How did you become interested in librarianship?
After aging out of my first career, I started to think about places where I loved spending time- where I would enjoy the work. In the distant past when I wasn’t in school or in the ballet studio, I spent most of my time, very happily, in the library. Of course I didn’t realize that library school would involve things like designing databases!
Describe the first time you worked in a library.
After an internship in Special Collections at UCSC, I was offered a contract to help implement the collection management system Archivists’ Toolkit, do a collection analysis, and start to process campus historical photographs for the University’s upcoming 50th anniversary.
What do you like best about being a UC librarian?
I greatly appreciate the richness of the collections, the frustrations and satisfactions of processing, and the joy of sharing archival materials with students and researchers. I enjoy the creative, dedicated (and fun!) people I work with, and the greater UC network available to us.
Describe a recent or current project on which you are working.

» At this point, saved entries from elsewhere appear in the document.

//! # MIR Optimization Passes
//!
//! Passes transform a MIR function in place and report whether they changed
//! it. The [`PassManager`] runs them in sequence.

pub mod dead_code_elimination;
pub mod loop_fusion;

pub use dead_code_elimination::DeadCodeElimination;
pub use loop_fusion::{FusionConfig, LoopFusion};

use crate::analysis::{compute_dominator_tree, LoopForest};
use crate::{cfg, MirFunction};

/// Returns true if the function has at least two loops, the minimum for fusion
pub fn function_has_loop_pairs(function: &MirFunction) -> bool {
    let dom_tree = compute_dominator_tree(function);
    LoopForest::compute(function, &dom_tree).len() >= 2
}

/// A trait for MIR optimization passes
pub trait MirPass {
    /// Apply this pass to a MIR function
    /// Returns true if the function was modified
    fn run(&mut self, function: &mut MirFunction) -> bool;

    /// Get the name of this pass for debugging
    fn name(&self) -> &'static str;
}

/// A wrapper for conditional pass execution
///
/// Skips the wrapped pass for functions that cannot benefit from it.
pub struct ConditionalPass {
    pass: Box<dyn MirPass>,
    condition: fn(&MirFunction) -> bool,
}

impl ConditionalPass {
    pub fn new(pass: Box<dyn MirPass>, condition: fn(&MirFunction) -> bool) -> Self {
        Self { pass, condition }
    }
}

impl MirPass for ConditionalPass {
    fn run(&mut self, function: &mut MirFunction) -> bool {
        if (self.condition)(function) {
            self.pass.run(function)
        } else {
            log::trace!("Skipping pass '{}' for '{}'", self.pass.name(), function.name);
            false
        }
    }

    fn name(&self) -> &'static str {
        self.pass.name()
    }
}

/// MIR Validation Pass
///
/// Reports structural problems through the log. Never modifies the function.
#[derive(Debug, Default)]
pub struct Validation;

impl Validation {
    pub const fn new() -> Self {
        Self
    }
}

impl MirPass for Validation {
    fn run(&mut self, function: &mut MirFunction) -> bool {
        if let Err(err) = function.validate() {
            log::error!("MIR validation failed for function '{}': {err}", function.name);
            return false;
        }

        let unreachable = function.unreachable_blocks();
        if !unreachable.is_empty() {
            log::warn!(
                "Function '{}' contains {} unreachable blocks: {:?}",
                function.name,
                unreachable.len(),
                unreachable
            );
        }

        let entry_preds = cfg::get_predecessors(function, function.entry_block);
        if !entry_preds.is_empty() {
            log::debug!(
                "Entry block of '{}' has predecessors: {:?}",
                function.name,
                entry_preds
            );
        }

        false
    }

    fn name(&self) -> &'static str {
        "Validation"
    }
}

/// A pass manager that runs a sequence of passes
pub struct PassManager {
    passes: Vec<Box<dyn MirPass>>,
}

impl Default for PassManager {
    fn default() -> Self {
        Self::new()
    }
}

impl PassManager {
    pub fn new() -> Self {
        Self { passes: Vec::new() }
    }

    /// Add a pass to the manager
    pub fn add_pass<P: MirPass + 'static>(mut self, pass: P) -> Self {
        self.passes.push(Box::new(pass));
        self
    }

    /// Add a pass that only runs when `condition` holds for the function
    pub fn add_conditional_pass<P: MirPass + 'static>(
        mut self,
        pass: P,
        condition: fn(&MirFunction) -> bool,
    ) -> Self {
        self.passes
            .push(Box::new(ConditionalPass::new(Box::new(pass), condition)));
        self
    }

    /// Names of the registered passes, in execution order
    pub fn pass_names(&self) -> Vec<&'static str> {
        self.passes.iter().map(|pass| pass.name()).collect()
    }

    /// Run all passes on the function
    /// Returns true if any pass modified the function
    pub fn run(&mut self, function: &mut MirFunction) -> bool {
        let mut modified = false;

        for pass in &mut self.passes {
            if pass.run(function) {
                modified = true;
                log::debug!("Pass '{}' modified function '{}'", pass.name(), function.name);
            }
        }

        modified
    }

    /// Cleanup only: dead code elimination followed by validation
    pub fn basic_pipeline() -> Self {
        Self::new()
            .add_pass(DeadCodeElimination::new())
            .add_pass(Validation::new())
    }

    /// Loop fusion with the default configuration, then cleanup and validation
    pub fn standard_pipeline() -> Self {
        Self::with_config(FusionConfig::default())
    }

    /// The standard pipeline with a custom fusion configuration
    pub fn with_config(config: FusionConfig) -> Self {
        Self::new()
            .add_conditional_pass(LoopFusion::with_config(config), function_has_loop_pairs)
            .add_pass(DeadCodeElimination::new())
            .add_pass(Validation::new())
    }
}

#[cfg(test)]
#[path = "passes_tests.rs"]
mod tests;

I’m currently processing a really interesting collection of photographic materials, the Pirkle Jones and Ruth-Marion Baruch Photographs. Baruch and Jones met at the first photography class of the California School of Fine Arts, now the San Francisco Art Institute, in the 1940s. Their teachers and colleagues included Edward Weston, Ansel Adams, Dorothea Lange, and Imogene Cunningham. They lived and worked in the San Francisco Bay Area, and are probably best known for their Black Panther photographs, and for Jones’ collaboration with Dorothea Lange on Death of a Valley, which records the last year of the town of Monticello before the dam flooded the Berryessa Valley.
The collection is extensive and complicated, with many opportunities for deciphering legacy inventories. It has also given us great exhibit materials, and we just used Ruth-Marion Baruch’s Haight-Ashbury 1967 photographs in the exhibition "Love on Haight: the Grateful Dead and San Francisco in 1967" (ucsc.edu/loveonhaight) in UCSC’s Dead Central exhibition space, in addition to lending materials to the de Young Museum for their Summer of Love exhibition, and to the Oakland Museum for their All Power to the People Black Panther exhibition.
Describe your recent professional work outside of work, such as association work, writing, research, or anything else.
I recently participated in a Lightening Round at the annual meeting of the Society of California Archivists, "Documenting Diversity," where I discussed the context and significance of the extremely controversial exhibition at the de Young Museum in 1968, "The Black Panthers: A photographic essay by Ruth-Marion Baruch and Pirkle Jones."
What would you like the next big thing in libraries to be?
Increasing access to, and diversity within, primary source materials and collections.
Complete this statement: "One surprising fact about me is...”
like Carrie Bradshaw, I used to have my photograph on the side of bus. In Madrid.
Can you recommend a book or movie or tell us your favorite book or movie and why?
I just saw Wonder Woman with my daughters, which was great escapism. A longstanding favorite movie is the very quirky Truly Madly Deeply.